Müşriklerin Hz. Nuh (a.s.)'ın Peygamberliğini kabul etmeyiş sebeplerinden birisi de, Hz. Nuh (a.s.)'a iman edenlerin, işçilerden, çiftçilerden ve küçük meslek erbabından olan fakir kimseler; yani zayıf kabul ettikleri mustaz'aflardan ibaret olmasıydı. "Getirdiğin bilgiler doğru olsa, seni ilk tasdik edenler bizler olurduk" diyerek diğer şirk ehli gibi, mü'minlerin inandığı prensipler üzerinde düşünmek yerine, bu şekilde çeşitli bahaneler buluyorlardı. Hz. Nuh (a.s.) ve ona ina­nan fakir fukaranın kendilerinden faziletli olabileceği ve daha doğru düşünebileceği ihtimalini hiç mi hiç akıllarına getirmiyorlardı. Bunun neticesi olarak Hz. Nuh (a.s.) ve ona inananları yalancı sayıyorlardı:

"Bunun üzerine, Nuh'un kavminden ileri gelen kâfirler şöyle dediler: Seni ancak bizim gibi bir beşer olarak görüyoruz. İçimiz­den, düşünmeden hareket eden basit görüşlü alt tabakadan olan kimselerden başkasının sana tâbi olduğunu görmüyoruz. Ve sizin bize karşı bir üstünlüğünüzü de görmüyoruz. Bilâkis, sizin yalan­cılar olduğunuzu düşünüyoruz."

[1]

Hz. Nuh (a.s.)'ı ve ona iman eden güçsüz ve fakir mü'minleri hakir gören müşrikler, var güçleriyle daveti engellemeye çalışıyorlardı. Ancak kavmine son derece düşkün olan ve onları küfür ve tüm kötülüklerden kurtarmak için canla başla çalışan Hz. Nuh (a.s.), kendisine yapılan kötülüklere karşı sabır zırhına bürünüyor, öfke ve kızgınlık göstermeksizin onlara elinden gel­diğince şefkatli davranıyordu. Zannettikleri gibi aklından zoru olan sapık biri değil; aksine Allah tarafından görevlendirilen bir peygamber olduğunu söylüyor; Allah'ın vahiy yoluyla kendisine gönderdiği, dünya ve âhiret saadetini sağlayacak prensipleri teb­liğ ettiğini açıklıyordu.

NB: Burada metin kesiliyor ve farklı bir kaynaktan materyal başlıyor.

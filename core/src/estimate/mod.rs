//! Token and cost estimation for a split description.

pub mod cost;
pub mod pricing;

pub use cost::{
    count_tokens, estimate_cost, CostEstimate, EstimateOptions, DEFAULT_AVERAGE_OUTPUT_TOKENS,
    DEFAULT_MODEL,
};
pub use pricing::{ModelPrice, PriceTier};
use chrono::Local;
use uuid::Uuid;

/// Batch id format: task-{YYYYMMDDHHmmss}-{random8}
pub fn generate_batch_id() -> String {
    let ts = Local::now().format("%Y%m%d%H%M%S");
    let uuid = Uuid::new_v4().simple().to_string();
    let suffix = &uuid[..8];
    format!("task-{}-{}", ts, suffix)
}

/// Sub-task ids are `{batch_id}-{n}` with a 1-based ordinal.
pub fn sub_task_id(batch_id: &str, index: usize) -> String {
    format!("{}-{}", batch_id, index + 1)
}
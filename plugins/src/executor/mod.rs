pub mod processors;
pub mod renderers;

pub use processors::PolicyPreamblePlugin;
pub use renderers::{JsonlRendererPlugin, TextRendererPlugin};
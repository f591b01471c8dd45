use async_trait::async_trait;

use crate::error::ProviderError;

/// Text generation capability: `prompt -> text`.
#[async_trait]
pub trait GenerationBackend: Send + Sync {
    fn name(&self) -> &str;

    /// `model` overrides the backend's configured model for this call.
    async fn generate(&self, prompt: &str, model: Option<&str>) -> Result<String, ProviderError>;
}
use enkai_core::api::{parse_template, summarize, AppConfig, ExecutionOpts, JobErrorKind};
use enkai_plugins::backend::GeminiBackend;
use enkai_plugins::factory::build_engine_with;
use enkai_plugins::writer::FsOutputWriter;
use mockito::{Matcher, Server};
use std::sync::Arc;

const PATH: &str = "/v1beta/models/gemini-2.0-flash:generateContent";

#[tokio::test]
async fn template_batch_writes_extracted_code() {
    let mut server = Server::new_async().await;
    let _ok = server
        .mock("POST", PATH)
        .match_query(Matcher::Any)
        .match_body(Matcher::Regex("Create a login form".into()))
        .with_status(200)
        .with_body(
            r#"{"candidates":[{"content":{"parts":[{"text":"Here:\n```tsx\nexport default function Login() {}\n```"}]}}]}"#,
        )
        .create_async()
        .await;
    let _quota = server
        .mock("POST", PATH)
        .match_query(Matcher::Any)
        .match_body(Matcher::Regex("Create a chat".into()))
        .with_status(429)
        .with_body(r#"{"error":{"code":429,"message":"Resource has been exhausted"}}"#)
        .create_async()
        .await;

    let mut cfg = AppConfig::default();
    cfg.generation.base_url = server.url();
    cfg.generation.api_key = "test-key".into();

    let out = tempfile::tempdir().unwrap();
    let engine = build_engine_with(
        &cfg,
        ExecutionOpts::default().with_concurrency(2),
        Arc::new(GeminiBackend::new(&cfg.generation).unwrap()),
        Arc::new(FsOutputWriter::with_root(out.path())),
    )
    .unwrap();

    let tasks = parse_template(
        r#"[
            {"fileName": "Login.tsx", "outputPath": "components/Login.tsx", "prompt": "Create a login form"},
            {"fileName": "Chat.tsx", "outputPath": "components/Chat.tsx", "prompt": "Create a chat"}
        ]"#,
    )
    .unwrap();

    let run = engine.execute(&tasks).await.unwrap();
    let summary = summarize(&run.results, run.total_duration_ms).unwrap();
    assert_eq!(summary.success_count, 1);
    assert_eq!(summary.failure_count, 1);

    let written = std::fs::read_to_string(out.path().join("components/Login.tsx")).unwrap();
    assert_eq!(written, "export default function Login() {}");
    assert!(!out.path().join("components/Chat.tsx").exists());

    let failed = run.results.iter().find(|r| !r.success).unwrap();
    assert_eq!(failed.error_kind, Some(JobErrorKind::Provider));
    assert!(failed
        .error
        .as_deref()
        .unwrap()
        .contains("Resource has been exhausted"));
}
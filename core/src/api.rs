//! Stable re-exports for consumers (`cli`, `plugins`, and external crates).
//!
//! Prefer importing from `enkai_core::api` instead of reaching into internal modules.

pub use crate::config::{
    load_default, AppConfig, EstimateConfig, ExecutorConfig, GenerationConfig, GenerationMode,
    LoggingConfig, ReportConfig, DEFAULT_PREAMBLE,
};
pub use crate::error::{
    CliError, EstimateError, ExecutorError, JobError, ProcessorError, ProviderError, ReportError,
    StoreError, TemplateError, WriteError,
};
pub use crate::estimate::{count_tokens, estimate_cost, CostEstimate, EstimateOptions, PriceTier};
pub use crate::executor::traits::{
    CodeExtractor, FencedCodeExtractor, GenerationBackend, OutputRendererPlugin, OutputWriter,
    RawTextExtractor, RenderEvent, TaskProcessorPlugin,
};
pub use crate::executor::{
    run_bounded, BatchRun, ExecutionEngine, ExecutionEngineBuilder, ExecutionOpts, JobErrorKind,
    JobResult,
};
pub use crate::report::{format_report, save_report, summarize, BatchSummary, TaskOutcome};
pub use crate::task::{
    load_preset, load_template, model_breakdown, parse_template, presets, render_execution_plan,
    render_task_brief, route_models, split, Priority,
    SplitResult, TaskDescriptor, TaskKind, TaskStatus, TaskStore, TaskSummary,
};
use std::path::Path;

use serde::Deserialize;

use crate::error::TemplateError;

use super::types::{Complexity, Priority, TaskDescriptor};

/// One entry of a task template file.
#[derive(Debug, Clone, Deserialize)]
#[serde(rename_all = "camelCase")]
struct TemplateTask {
    #[serde(default)]
    file_name: Option<String>,
    #[serde(default)]
    prompt: Option<String>,
    #[serde(default)]
    output_path: Option<String>,
    /// Model alias (`flash`, `thinking`, `pro`) or full model id.
    #[serde(default)]
    model: Option<String>,
    #[serde(default)]
    complexity: Option<Complexity>,
}

/// Parse a JSON array of `{ "fileName", "prompt", "outputPath" }` entries,
/// each optionally carrying `model` and `complexity`.
pub fn parse_template(content: &str) -> Result<Vec<TaskDescriptor>, TemplateError> {
    let entries: Vec<TemplateTask> = serde_json::from_str(content)?;

    entries
        .into_iter()
        .enumerate()
        .map(|(index, entry)| {
            let prompt = entry
                .prompt
                .filter(|p| !p.trim().is_empty())
                .ok_or(TemplateError::MissingField {
                    index,
                    field: "prompt",
                })?;
            let output_path = entry
                .output_path
                .filter(|p| !p.trim().is_empty())
                .ok_or(TemplateError::MissingField {
                    index,
                    field: "outputPath",
                })?;
            let name = entry.file_name.unwrap_or_else(|| {
                Path::new(&output_path)
                    .file_name()
                    .map(|n| n.to_string_lossy().to_string())
                    .unwrap_or_else(|| output_path.clone())
            });

            let mut task =
                TaskDescriptor::new(format!("template-{}", index + 1), name, prompt, output_path)
                    .with_priority(Priority::for_position(index));
            task.model = entry.model.filter(|m| !m.trim().is_empty());
            task.complexity = entry.complexity;
            Ok(task)
        })
        .collect()
}

pub fn load_template(path: impl AsRef<Path>) -> Result<Vec<TaskDescriptor>, TemplateError> {
    let path = path.as_ref();
    let content = std::fs::read_to_string(path).map_err(|source| TemplateError::Io {
        path: path.display().to_string(),
        source,
    })?;
    parse_template(&content)
}

#[cfg(test)]
mod tests {
    use super::*;
    use crate::task::types::TaskKind;
    use std::io::Write;

    const TEMPLATE: &str = r#"[
        {"fileName": "GameChat.tsx", "outputPath": "./components/GameChat.tsx", "prompt": "Create a chat with NPCs"},
        {"outputPath": "./app/settings/page.tsx", "prompt": "Settings page"}
    ]"#;

    #[test]
    fn parses_entries_in_order() {
        let tasks = parse_template(TEMPLATE).unwrap();
        assert_eq!(tasks.len(), 2);
        assert_eq!(tasks[0].id, "template-1");
        assert_eq!(tasks[0].name, "GameChat.tsx");
        assert_eq!(tasks[0].destination, "./components/GameChat.tsx");
        assert_eq!(tasks[0].task_kind, TaskKind::Create);
        assert_eq!(tasks[0].priority, Priority::High);
        assert_eq!(tasks[1].name, "page.tsx");
        assert_eq!(tasks[1].priority, Priority::Medium);
    }

    #[test]
    fn carries_model_and_complexity() {
        let tasks = parse_template(
            r#"[
                {"outputPath": "a.ts", "prompt": "x", "model": "thinking"},
                {"outputPath": "b.ts", "prompt": "y", "complexity": "medium", "model": " "}
            ]"#,
        )
        .unwrap();
        assert_eq!(tasks[0].model.as_deref(), Some("thinking"));
        assert_eq!(tasks[0].complexity, None);
        assert_eq!(tasks[1].model, None);
        assert_eq!(tasks[1].complexity, Some(Complexity::Medium));

        let err = parse_template(r#"[{"outputPath": "a.ts", "prompt": "x", "complexity": "huge"}]"#)
            .unwrap_err();
        assert!(matches!(err, TemplateError::Parse(_)));
    }

    #[test]
    fn missing_prompt_is_reported_with_index() {
        let err = parse_template(r#"[{"outputPath": "a.ts", "prompt": "x"}, {"outputPath": "b.ts"}]"#)
            .unwrap_err();
        assert!(matches!(
            err,
            TemplateError::MissingField {
                index: 1,
                field: "prompt"
            }
        ));
    }

    #[test]
    fn invalid_json_is_a_parse_error() {
        assert!(matches!(
            parse_template("{not json").unwrap_err(),
            TemplateError::Parse(_)
        ));
    }

    #[test]
    fn load_reads_file() {
        let mut file = tempfile::NamedTempFile::new().unwrap();
        file.write_all(TEMPLATE.as_bytes()).unwrap();
        let tasks = load_template(file.path()).unwrap();
        assert_eq!(tasks.len(), 2);

        let err = load_template("/definitely/not/here.json").unwrap_err();
        assert!(matches!(err, TemplateError::Io { .. }));
    }
}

Bir beşerin peygamberliğini kabullenemeyip kendi elleriyle yaptıkları heykellere tapan bu cahil insanlara, kendilerini Allah'ın rahmetine çağırmak ve Allah'ın azabından sakındırmak için çalıştığını söylüyor ve böyle bir görev yapan kişinin yadırganmaması gerektiğini ifade ediyordu. Hz. Nuh (a.s.), Yüce Allah tarafından kendisine gönderilen mesaj üzerinde düşünmelerini ve sonunda doğru bir karar verip toplum içinde sâdece kendisine gönderilen bu büyük rahmetten istifade etmelerini sağlayabilmek için, adetâ onlara yalvarıyordu. İmanın bir gönül işi olduğunu belirterek, onları imana zorlayamayacağını söylüyor ve gerçeği görüp gönüllü bir şekilde iman etmelerine zemin hazırlamaya çalışıyordu.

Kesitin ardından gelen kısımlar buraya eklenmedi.